Boozhoo! My name is Michael Albani, and I am excited to be joining the Cultural Heritage Informatics Initiative as a graduate fellow for the 2020-2021 academic year. I am a PhD candidate in the Department of History at Michigan State University where I am currently entering my fifth year. My dissertation, tentatively titled “Racializing Indigenous Society: Native Americans, Euro-Americans, and the Struggle for Authority in the Great Lakes Borderlands, 1763-1888,” centers on Anishinaabe women and their children of mixed ancestry from Michilimackinac. During the eighteenth and early-nineteenth centuries, this area situated between Michigan’s upper and lower peninsulas served as a nexus for the Great Lakes fur trade where Euro-Americans and American Indians both intermingled and grappled for dominance. Broadly speaking, my work analyzes how the enduring presence of Anishinaabe women in peripheries like Michilimackinac affected nineteenth-century state formation efforts on both sides of the border between the U.S. and Canada. Furthermore, it examines how people of mixed descent retained authority throughout the Great Lakes region as Euro-Americans imposed new racial classifications upon them. This year, I look forward to learning more about digital methods and computational research approaches to bolster my research.

I first became acquainted with digital humanities as an MA student at Loyola University Chicago. There, I spent two years coordinating the Jesuit Libraries Provenance Project, a visual archive of LUC’s first library books that introduced me to the processes of generating metadata and digital curation. Shortly after moving to East Lansing, I started producing and cohosting Sects Ed, a religious history podcast analyzing unorthodox faiths around the world. I also helped design Skin Deep with former CHI Grad Fellows Jen Andrella and Ramya Swayamprakash, a website that published scholarship by historians engaging with contemporary issues surrounding immigration, race, and identity.

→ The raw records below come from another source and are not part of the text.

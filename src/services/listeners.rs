// SPDX-License-Identifier: MIT
// Copyright 2026 Roland Dreier <roland@rolandd.dev>

//! Multi-subscriber registry with first/last lifecycle hooks.
//!
//! The hooks gate an expensive resource (a sensor session): it runs exactly
//! while the registry has at least one subscriber.

use crate::sync_utils::lock;
use std::sync::atomic::{AtomicU64, Ordering};
use std::sync::{Arc, Mutex};

/// Subscriber callback for events of type `E`.
pub type Listener<E> = Arc<dyn Fn(&E) + Send + Sync>;

/// Handle returned by [`ListenerRegistry::subscribe`], used to unsubscribe.
#[derive(Debug, Clone, Copy, PartialEq, Eq, Hash)]
pub struct SubscriptionId(u64);

static NEXT_SUBSCRIPTION_ID: AtomicU64 = AtomicU64::new(1);

/// Lifecycle callbacks fired on subscriber-count transitions.
///
/// Hooks run synchronously inside `subscribe`/`unsubscribe` and must not
/// subscribe to or unsubscribe from the registry that invoked them.
pub trait SessionHooks: Send + Sync {
    /// Subscriber count went 0 → 1.
    fn on_first_subscriber(&self);

    /// Subscriber count went 1 → 0.
    fn on_last_unsubscribed(&self);

    /// A subscriber joined a non-empty registry.
    fn on_subscriber_joined(&self) {}
}

/// Hooks that do nothing, for registries without a backing resource.
#[derive(Debug, Default, Clone, Copy)]
pub struct NoHooks;

impl SessionHooks for NoHooks {
    fn on_first_subscriber(&self) {}
    fn on_last_unsubscribed(&self) {}
}

/// Registry of listeners for one topic.
pub struct ListenerRegistry<E> {
    topic: &'static str,
    /// Serializes subscribe/unsubscribe so hooks fire in mutation order.
    lifecycle: Mutex<()>,
    listeners: Mutex<Vec<(SubscriptionId, Listener<E>)>>,
    hooks: Box<dyn SessionHooks>,
}

impl<E> ListenerRegistry<E> {
    pub fn new(topic: &'static str, hooks: impl SessionHooks + 'static) -> Self {
        Self {
            topic,
            lifecycle: Mutex::new(()),
            listeners: Mutex::new(Vec::new()),
            hooks: Box::new(hooks),
        }
    }

    /// Registry without lifecycle hooks.
    pub fn without_hooks(topic: &'static str) -> Self {
        Self::new(topic, NoHooks)
    }

    /// Add a listener. Fires `on_first_subscriber` before returning if this
    /// is the only listener.
    pub fn subscribe<F>(&self, listener: F) -> SubscriptionId
    where
        F: Fn(&E) + Send + Sync + 'static,
    {
        let _lifecycle = lock(&self.lifecycle);
        let id = SubscriptionId(NEXT_SUBSCRIPTION_ID.fetch_add(1, Ordering::Relaxed));
        let first = {
            let mut listeners = lock(&self.listeners);
            listeners.push((id, Arc::new(listener)));
            listeners.len() == 1
        };

        if first {
            tracing::debug!(topic = self.topic, "First listener, starting session");
            self.hooks.on_first_subscriber();
        } else {
            self.hooks.on_subscriber_joined();
        }
        id
    }

    /// Remove a listener. Unknown ids are ignored. Returns whether a
    /// listener was removed.
    pub fn unsubscribe(&self, id: SubscriptionId) -> bool {
        let _lifecycle = lock(&self.lifecycle);
        let (removed, now_empty) = {
            let mut listeners = lock(&self.listeners);
            let before = listeners.len();
            listeners.retain(|(existing, _)| *existing != id);
            (listeners.len() < before, listeners.is_empty())
        };

        if removed && now_empty {
            tracing::debug!(topic = self.topic, "No more listeners, stopping session");
            self.hooks.on_last_unsubscribed();
        }
        removed
    }

    /// Call every listener registered at the time of the call.
    ///
    /// Listeners added or removed during dispatch do not affect this pass.
    pub fn dispatch(&self, event: &E) {
        let snapshot: Vec<Listener<E>> = lock(&self.listeners)
            .iter()
            .map(|(_, listener)| Arc::clone(listener))
            .collect();

        for listener in snapshot {
            listener(event);
        }
    }

    pub fn len(&self) -> usize {
        lock(&self.listeners).len()
    }

    pub fn is_empty(&self) -> bool {
        lock(&self.listeners).is_empty()
    }

    pub fn topic(&self) -> &'static str {
        self.topic
    }
}

#[cfg(test)]
mod tests {
    use super::*;
    use std::sync::atomic::{AtomicBool, AtomicUsize};

    /// Counts hook calls and flags any double start / stop.
    #[derive(Default)]
    struct CountingHooks {
        started: AtomicUsize,
        stopped: AtomicUsize,
        joined: AtomicUsize,
        running: AtomicBool,
        violations: AtomicUsize,
    }

    impl SessionHooks for Arc<CountingHooks> {
        fn on_first_subscriber(&self) {
            self.started.fetch_add(1, Ordering::SeqCst);
            if self.running.swap(true, Ordering::SeqCst) {
                self.violations.fetch_add(1, Ordering::SeqCst);
            }
        }

        fn on_last_unsubscribed(&self) {
            self.stopped.fetch_add(1, Ordering::SeqCst);
            if !self.running.swap(false, Ordering::SeqCst) {
                self.violations.fetch_add(1, Ordering::SeqCst);
            }
        }

        fn on_subscriber_joined(&self) {
            self.joined.fetch_add(1, Ordering::SeqCst);
        }
    }

    fn registry() -> (ListenerRegistry<u32>, Arc<CountingHooks>) {
        let hooks = Arc::new(CountingHooks::default());
        (ListenerRegistry::new("test", Arc::clone(&hooks)), hooks)
    }

    #[test]
    fn test_first_subscriber_fires_once() {
        let (registry, hooks) = registry();
        let a = registry.subscribe(|_| {});
        let b = registry.subscribe(|_| {});
        let c = registry.subscribe(|_| {});

        assert_eq!(hooks.started.load(Ordering::SeqCst), 1);
        assert_eq!(hooks.joined.load(Ordering::SeqCst), 2);
        assert_eq!(registry.len(), 3);

        registry.unsubscribe(a);
        registry.unsubscribe(b);
        assert_eq!(hooks.stopped.load(Ordering::SeqCst), 0);

        registry.unsubscribe(c);
        assert_eq!(hooks.stopped.load(Ordering::SeqCst), 1);
        assert!(registry.is_empty());
    }

    #[test]
    fn test_hooks_fire_again_after_empty() {
        let (registry, hooks) = registry();
        let a = registry.subscribe(|_| {});
        registry.unsubscribe(a);
        let b = registry.subscribe(|_| {});
        registry.unsubscribe(b);

        assert_eq!(hooks.started.load(Ordering::SeqCst), 2);
        assert_eq!(hooks.stopped.load(Ordering::SeqCst), 2);
        assert_eq!(hooks.violations.load(Ordering::SeqCst), 0);
    }

    #[test]
    fn test_unknown_unsubscribe_is_noop() {
        let (registry, hooks) = registry();
        let a = registry.subscribe(|_| {});
        assert!(registry.unsubscribe(a));
        assert!(!registry.unsubscribe(a));
        assert_eq!(hooks.stopped.load(Ordering::SeqCst), 1);
    }

    #[test]
    fn test_dispatch_reaches_all_listeners() {
        let registry: ListenerRegistry<u32> = ListenerRegistry::without_hooks("sum");
        let total = Arc::new(AtomicUsize::new(0));
        for _ in 0..3 {
            let total = Arc::clone(&total);
            registry.subscribe(move |value| {
                total.fetch_add(*value as usize, Ordering::SeqCst);
            });
        }

        registry.dispatch(&5);
        assert_eq!(total.load(Ordering::SeqCst), 15);
    }

    #[test]
    fn test_dispatch_uses_snapshot() {
        let registry: Arc<ListenerRegistry<u32>> =
            Arc::new(ListenerRegistry::without_hooks("snapshot"));
        let late_calls = Arc::new(AtomicUsize::new(0));

        let reg = Arc::clone(&registry);
        let late = Arc::clone(&late_calls);
        registry.subscribe(move |_| {
            let late = Arc::clone(&late);
            reg.subscribe(move |_| {
                late.fetch_add(1, Ordering::SeqCst);
            });
        });

        registry.dispatch(&1);
        // Added during the first pass: not called in it
        assert_eq!(late_calls.load(Ordering::SeqCst), 0);
        assert_eq!(registry.len(), 2);

        registry.dispatch(&2);
        assert_eq!(late_calls.load(Ordering::SeqCst), 1);
    }

    #[test]
    fn test_concurrent_subscribe_unsubscribe_keeps_session_exact() {
        let (registry, hooks) = registry();
        let registry = Arc::new(registry);

        let threads: Vec<_> = (0..8)
            .map(|_| {
                let registry = Arc::clone(&registry);
                std::thread::spawn(move || {
                    for i in 0..200u32 {
                        let id = registry.subscribe(|_| {});
                        registry.dispatch(&i);
                        registry.unsubscribe(id);
                    }
                })
            })
            .collect();
        for thread in threads {
            thread.join().unwrap();
        }

        assert!(registry.is_empty());
        assert_eq!(hooks.violations.load(Ordering::SeqCst), 0);
        assert_eq!(
            hooks.started.load(Ordering::SeqCst),
            hooks.stopped.load(Ordering::SeqCst)
        );
        assert!(!hooks.running.load(Ordering::SeqCst));
    }
}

Throughout the coming months, I hope you will be intrigued as you watch my project for the fellowship take shape. Right now, I am especially interested in textual analysis, and methods such as digital curation, text mining, and topic modeling. The complex processes of U.S. and Canadian state formation generated a multitude of textual sources including treaties, documentation of treaty negotiations, and census records. Some of these documents have entered the public domain and are available online while I have been transcribing others during my archival research. I look forward to learning about compelling new ways to analyze this data that could illuminate intersections between state formation and Euro-American efforts to codify both Indigenous peoples and people of mixed ancestry as racialized “others.” Furthermore, I hope to learn how best to accessibly and responsibly present elements of my research to broader audiences, especially modern Anishinaabe communities whose cultural heritage I am exploring.